*** TASK INPUTS ***

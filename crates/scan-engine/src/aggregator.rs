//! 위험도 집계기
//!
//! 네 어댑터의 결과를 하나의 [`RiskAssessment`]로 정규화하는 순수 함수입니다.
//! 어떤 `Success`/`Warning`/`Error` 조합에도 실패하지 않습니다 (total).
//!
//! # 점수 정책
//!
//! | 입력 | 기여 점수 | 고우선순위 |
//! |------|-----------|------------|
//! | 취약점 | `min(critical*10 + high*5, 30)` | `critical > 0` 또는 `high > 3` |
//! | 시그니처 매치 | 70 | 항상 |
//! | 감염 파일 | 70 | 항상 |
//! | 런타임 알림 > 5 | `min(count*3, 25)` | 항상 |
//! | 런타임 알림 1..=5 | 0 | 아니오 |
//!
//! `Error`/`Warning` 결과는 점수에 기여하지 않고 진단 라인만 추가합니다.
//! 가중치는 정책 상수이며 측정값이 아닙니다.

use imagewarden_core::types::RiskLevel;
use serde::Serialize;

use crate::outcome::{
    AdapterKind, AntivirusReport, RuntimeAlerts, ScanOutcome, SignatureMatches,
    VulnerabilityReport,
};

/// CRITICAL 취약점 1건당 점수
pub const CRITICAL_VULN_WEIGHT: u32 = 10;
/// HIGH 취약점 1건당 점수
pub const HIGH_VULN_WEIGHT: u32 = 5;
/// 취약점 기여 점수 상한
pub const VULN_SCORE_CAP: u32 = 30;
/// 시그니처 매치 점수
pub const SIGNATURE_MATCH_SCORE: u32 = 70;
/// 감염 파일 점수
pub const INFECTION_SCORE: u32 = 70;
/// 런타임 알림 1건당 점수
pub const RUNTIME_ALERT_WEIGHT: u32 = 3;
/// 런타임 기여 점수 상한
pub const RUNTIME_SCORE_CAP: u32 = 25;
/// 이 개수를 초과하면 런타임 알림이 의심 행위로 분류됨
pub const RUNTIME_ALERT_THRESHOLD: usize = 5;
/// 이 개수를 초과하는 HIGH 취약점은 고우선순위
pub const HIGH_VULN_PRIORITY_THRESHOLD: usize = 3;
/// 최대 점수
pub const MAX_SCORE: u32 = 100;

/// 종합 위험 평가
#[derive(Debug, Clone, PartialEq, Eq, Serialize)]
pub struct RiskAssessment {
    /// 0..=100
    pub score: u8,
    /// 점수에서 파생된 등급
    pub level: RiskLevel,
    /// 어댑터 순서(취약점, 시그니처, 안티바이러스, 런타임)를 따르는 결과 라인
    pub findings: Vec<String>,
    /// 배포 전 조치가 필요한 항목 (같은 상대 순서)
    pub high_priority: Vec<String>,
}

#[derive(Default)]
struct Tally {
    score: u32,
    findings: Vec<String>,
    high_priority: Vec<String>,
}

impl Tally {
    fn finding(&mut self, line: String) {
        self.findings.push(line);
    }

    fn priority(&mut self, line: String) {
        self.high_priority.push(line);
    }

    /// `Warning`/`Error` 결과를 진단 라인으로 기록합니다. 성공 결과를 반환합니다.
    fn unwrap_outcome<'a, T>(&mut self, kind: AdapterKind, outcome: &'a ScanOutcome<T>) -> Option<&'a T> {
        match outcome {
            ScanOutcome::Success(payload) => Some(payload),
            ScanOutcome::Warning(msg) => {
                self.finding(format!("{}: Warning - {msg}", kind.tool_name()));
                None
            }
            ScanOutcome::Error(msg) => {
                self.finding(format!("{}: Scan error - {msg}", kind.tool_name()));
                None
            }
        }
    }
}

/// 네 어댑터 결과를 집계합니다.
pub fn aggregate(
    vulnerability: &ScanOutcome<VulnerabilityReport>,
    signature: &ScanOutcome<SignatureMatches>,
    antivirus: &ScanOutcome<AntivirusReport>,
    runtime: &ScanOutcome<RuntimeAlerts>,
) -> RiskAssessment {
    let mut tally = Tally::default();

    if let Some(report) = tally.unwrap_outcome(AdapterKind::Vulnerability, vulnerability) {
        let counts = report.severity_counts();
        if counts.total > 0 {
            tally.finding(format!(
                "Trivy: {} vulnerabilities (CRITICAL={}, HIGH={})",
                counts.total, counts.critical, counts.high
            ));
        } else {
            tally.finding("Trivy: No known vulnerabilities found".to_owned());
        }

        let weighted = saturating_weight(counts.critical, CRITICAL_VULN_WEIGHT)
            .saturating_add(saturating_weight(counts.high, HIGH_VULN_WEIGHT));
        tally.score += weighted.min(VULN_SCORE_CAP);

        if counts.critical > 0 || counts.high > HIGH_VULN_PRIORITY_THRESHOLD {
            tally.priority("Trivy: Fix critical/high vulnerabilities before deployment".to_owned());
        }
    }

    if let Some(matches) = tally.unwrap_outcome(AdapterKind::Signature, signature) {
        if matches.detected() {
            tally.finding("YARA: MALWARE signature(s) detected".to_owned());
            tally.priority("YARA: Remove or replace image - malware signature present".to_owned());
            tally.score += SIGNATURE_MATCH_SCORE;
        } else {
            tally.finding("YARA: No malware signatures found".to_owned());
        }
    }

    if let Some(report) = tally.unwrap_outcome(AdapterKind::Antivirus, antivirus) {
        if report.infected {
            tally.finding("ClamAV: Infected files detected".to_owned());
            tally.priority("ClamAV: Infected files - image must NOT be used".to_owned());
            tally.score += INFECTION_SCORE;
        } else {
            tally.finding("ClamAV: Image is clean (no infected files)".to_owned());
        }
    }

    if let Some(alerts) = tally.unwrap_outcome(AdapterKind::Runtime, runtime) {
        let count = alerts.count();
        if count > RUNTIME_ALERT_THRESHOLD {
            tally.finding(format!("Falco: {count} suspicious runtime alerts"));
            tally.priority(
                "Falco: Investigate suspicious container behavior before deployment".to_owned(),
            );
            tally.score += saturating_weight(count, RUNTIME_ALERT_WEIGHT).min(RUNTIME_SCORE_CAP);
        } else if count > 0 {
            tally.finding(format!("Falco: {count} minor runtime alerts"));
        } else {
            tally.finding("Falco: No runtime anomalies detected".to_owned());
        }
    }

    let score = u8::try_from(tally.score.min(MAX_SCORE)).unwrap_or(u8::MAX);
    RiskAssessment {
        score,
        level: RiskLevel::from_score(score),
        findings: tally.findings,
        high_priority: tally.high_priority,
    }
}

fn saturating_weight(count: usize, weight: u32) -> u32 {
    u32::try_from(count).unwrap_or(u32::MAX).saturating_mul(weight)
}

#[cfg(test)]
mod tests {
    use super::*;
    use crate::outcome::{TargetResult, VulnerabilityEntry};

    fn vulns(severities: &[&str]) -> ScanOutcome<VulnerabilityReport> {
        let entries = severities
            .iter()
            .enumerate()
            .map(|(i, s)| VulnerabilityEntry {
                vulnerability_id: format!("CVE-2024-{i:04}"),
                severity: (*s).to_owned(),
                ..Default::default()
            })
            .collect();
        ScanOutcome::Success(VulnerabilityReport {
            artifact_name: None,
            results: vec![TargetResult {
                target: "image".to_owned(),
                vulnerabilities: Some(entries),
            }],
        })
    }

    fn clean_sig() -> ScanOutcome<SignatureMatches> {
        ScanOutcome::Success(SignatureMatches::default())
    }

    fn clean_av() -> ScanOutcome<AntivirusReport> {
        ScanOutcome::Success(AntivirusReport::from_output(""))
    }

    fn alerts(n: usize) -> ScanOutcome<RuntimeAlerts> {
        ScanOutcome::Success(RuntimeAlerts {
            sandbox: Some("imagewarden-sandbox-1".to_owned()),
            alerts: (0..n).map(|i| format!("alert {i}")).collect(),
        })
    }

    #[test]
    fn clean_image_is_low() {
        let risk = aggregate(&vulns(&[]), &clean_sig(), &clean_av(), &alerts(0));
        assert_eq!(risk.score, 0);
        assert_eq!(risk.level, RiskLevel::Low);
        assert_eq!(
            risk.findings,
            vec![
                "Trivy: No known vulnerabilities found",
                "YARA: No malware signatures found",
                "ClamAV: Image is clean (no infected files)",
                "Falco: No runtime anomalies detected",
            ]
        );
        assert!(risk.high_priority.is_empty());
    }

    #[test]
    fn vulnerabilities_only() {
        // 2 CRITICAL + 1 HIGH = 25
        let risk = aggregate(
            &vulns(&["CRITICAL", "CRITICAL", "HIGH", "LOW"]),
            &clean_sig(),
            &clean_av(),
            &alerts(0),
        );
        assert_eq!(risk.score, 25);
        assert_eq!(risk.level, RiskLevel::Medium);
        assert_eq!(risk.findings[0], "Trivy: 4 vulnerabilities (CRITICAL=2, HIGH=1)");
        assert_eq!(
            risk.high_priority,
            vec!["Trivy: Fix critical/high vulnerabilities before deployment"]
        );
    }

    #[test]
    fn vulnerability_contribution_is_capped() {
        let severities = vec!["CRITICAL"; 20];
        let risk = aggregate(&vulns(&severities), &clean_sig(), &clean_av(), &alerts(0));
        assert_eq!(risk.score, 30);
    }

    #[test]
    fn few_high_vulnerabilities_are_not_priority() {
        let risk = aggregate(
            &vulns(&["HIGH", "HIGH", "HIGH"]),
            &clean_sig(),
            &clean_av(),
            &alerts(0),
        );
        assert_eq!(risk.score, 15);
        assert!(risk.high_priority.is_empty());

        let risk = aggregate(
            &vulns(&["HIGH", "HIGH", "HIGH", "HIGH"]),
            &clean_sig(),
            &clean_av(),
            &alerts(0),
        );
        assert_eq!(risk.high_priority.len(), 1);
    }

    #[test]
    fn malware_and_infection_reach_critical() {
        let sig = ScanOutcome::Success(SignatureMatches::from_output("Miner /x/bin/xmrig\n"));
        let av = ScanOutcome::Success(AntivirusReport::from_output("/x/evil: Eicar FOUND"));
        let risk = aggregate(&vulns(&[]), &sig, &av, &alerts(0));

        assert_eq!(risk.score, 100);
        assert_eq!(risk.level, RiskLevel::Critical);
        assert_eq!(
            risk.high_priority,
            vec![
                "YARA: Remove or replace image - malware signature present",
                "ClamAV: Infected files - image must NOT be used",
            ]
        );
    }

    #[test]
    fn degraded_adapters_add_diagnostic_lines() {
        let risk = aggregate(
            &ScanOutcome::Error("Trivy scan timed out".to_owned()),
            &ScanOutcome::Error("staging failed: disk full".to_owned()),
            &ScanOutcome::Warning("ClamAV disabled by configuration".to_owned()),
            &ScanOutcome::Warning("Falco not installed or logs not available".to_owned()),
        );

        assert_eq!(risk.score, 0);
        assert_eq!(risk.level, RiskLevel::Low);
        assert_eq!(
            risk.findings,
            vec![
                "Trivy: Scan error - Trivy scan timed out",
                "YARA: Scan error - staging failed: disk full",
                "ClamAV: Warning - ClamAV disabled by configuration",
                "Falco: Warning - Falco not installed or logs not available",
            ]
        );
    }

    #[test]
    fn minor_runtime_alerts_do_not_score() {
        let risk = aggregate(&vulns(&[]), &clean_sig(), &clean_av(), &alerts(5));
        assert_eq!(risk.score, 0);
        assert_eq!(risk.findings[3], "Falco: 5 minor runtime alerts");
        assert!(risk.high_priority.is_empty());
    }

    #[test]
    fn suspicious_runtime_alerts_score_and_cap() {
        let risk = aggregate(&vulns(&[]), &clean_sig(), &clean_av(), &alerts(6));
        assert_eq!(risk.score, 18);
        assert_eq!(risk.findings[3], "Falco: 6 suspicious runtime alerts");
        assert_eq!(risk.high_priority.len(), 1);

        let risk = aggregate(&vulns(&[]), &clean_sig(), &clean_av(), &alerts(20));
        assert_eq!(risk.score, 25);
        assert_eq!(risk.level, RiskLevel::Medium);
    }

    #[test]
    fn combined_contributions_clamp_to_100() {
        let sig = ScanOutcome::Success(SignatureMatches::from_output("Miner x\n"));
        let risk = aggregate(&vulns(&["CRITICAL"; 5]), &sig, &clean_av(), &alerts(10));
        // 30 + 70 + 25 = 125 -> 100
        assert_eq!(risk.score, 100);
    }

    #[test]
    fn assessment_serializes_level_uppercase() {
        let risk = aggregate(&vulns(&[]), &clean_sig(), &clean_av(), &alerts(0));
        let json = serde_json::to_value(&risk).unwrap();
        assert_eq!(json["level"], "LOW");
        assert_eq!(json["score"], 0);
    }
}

*** End of TASK INPUTS ***

#### [TASK TO CARRY OUT]
In the records, which lines use the word "derive"? Report them.

#### [COMPLETED TASK]
#[derive(Debug, Clone, PartialEq, Eq, Serialize)]
#[derive(Default)]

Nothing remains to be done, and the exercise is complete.